### Work to complete
Scan the entries below, and for each line that includes the word "crates", make a copy.

Top of Record extracts

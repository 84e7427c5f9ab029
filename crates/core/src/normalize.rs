//! Arrival-time normalisation: upstream timestamp text to whole minutes.

use chrono::{DateTime, NaiveDateTime, TimeZone, Utc};
use chrono_tz::Tz;

use crate::error::FetchError;

/// Timestamp layouts used by the transit APIs.
#[derive(Debug, Clone, Copy, PartialEq, Eq)]
pub enum TimestampFormat {
    /// Bus tracker `prdtm`, minute precision.
    Bus,
    /// Train tracker `arrT`, second precision.
    Train,
}

impl TimestampFormat {
    /// `strftime` pattern for this layout.
    pub fn pattern(self) -> &'static str {
        match self {
            TimestampFormat::Bus => "%Y%m%d %H:%M",
            TimestampFormat::Train => "%Y%m%d %H:%M:%S",
        }
    }
}

/// Parse `raw` and pin it to `zone`, independent of the host time zone.
///
/// Ambiguous wall-clock times (DST fall-back) resolve to the earlier instant;
/// times inside a spring-forward gap do not exist and are rejected.
pub fn parse_arrival(
    raw: &str,
    format: TimestampFormat,
    zone: Tz,
) -> Result<DateTime<Tz>, FetchError> {
    let malformed = || FetchError::MalformedTimestamp {
        value: raw.to_string(),
        format: format.pattern(),
    };
    let naive = NaiveDateTime::parse_from_str(raw.trim(), format.pattern())
        .map_err(|_| malformed())?;
    zone.from_local_datetime(&naive)
        .earliest()
        .ok_or_else(malformed)
}

/// Whole minutes from `now` until the arrival described by `raw`.
///
/// Truncates toward zero; arrivals at or before `now` report `0`.
pub fn minutes_until(
    raw: &str,
    format: TimestampFormat,
    zone: Tz,
    now: DateTime<Utc>,
) -> Result<u32, FetchError> {
    let arrival = parse_arrival(raw, format, zone)?;
    let now = now.with_timezone(&zone);
    if arrival <= now {
        return Ok(0);
    }
    let seconds = (arrival - now).num_seconds();
    Ok(u32::try_from(seconds / 60).unwrap_or(u32::MAX))
}
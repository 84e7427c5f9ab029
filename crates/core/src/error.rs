//! Failure taxonomy for a single entity fetch.

use thiserror::Error;

/// Reasons a monitored entity could not produce a reading this pass.
///
/// None of these abort a refresh pass; each one is confined to the entity it
/// belongs to and rendered through [`FetchError::display_label`].
#[derive(Debug, Clone, PartialEq, Eq, Error)]
pub enum FetchError {
    /// An arrival timestamp did not match the expected upstream format.
    #[error("malformed timestamp {value:?} (expected {format})")]
    MalformedTimestamp {
        /// Raw text as received.
        value: String,
        /// `strftime` pattern it was parsed against.
        format: &'static str,
    },

    /// The response body could not be parsed as XML/JSON.
    #[error("malformed response: {0}")]
    MalformedDocument(String),

    /// The upstream API returned an explicit error message.
    #[error("upstream error: {0}")]
    UpstreamError(String),

    /// A train stop has no predicted arrivals (or the stop id is unknown).
    #[error("no arrivals predicted")]
    NoDataAvailable,

    /// A configured bike-share station is absent from the station feed.
    #[error("station {0} not found in feed")]
    StationNotFound(String),

    /// The request could not complete (connect failure, timeout, bad status).
    #[error("network failure: {0}")]
    NetworkFailure(String),
}

impl FetchError {
    /// Short text shown on the board in place of a value.
    pub fn display_label(&self) -> String {
        match self {
            FetchError::UpstreamError(message) => message.clone(),
            FetchError::NoDataAvailable => "None".to_string(),
            FetchError::NetworkFailure(_) => "Unavailable".to_string(),
            FetchError::MalformedTimestamp { .. } => "Bad time".to_string(),
            FetchError::MalformedDocument(_) => "Bad response".to_string(),
            FetchError::StationNotFound(_) => "No station".to_string(),
        }
    }
}

impl From<reqwest::Error> for FetchError {
    fn from(err: reqwest::Error) -> Self {
        if err.is_timeout() {
            FetchError::NetworkFailure("request timed out".to_string())
        } else {
            FetchError::NetworkFailure(err.to_string())
        }
    }
}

Bottom of Record extracts

### Answer area
filename crates/core/src/normalize.rs
filename crates/core/src/error.rs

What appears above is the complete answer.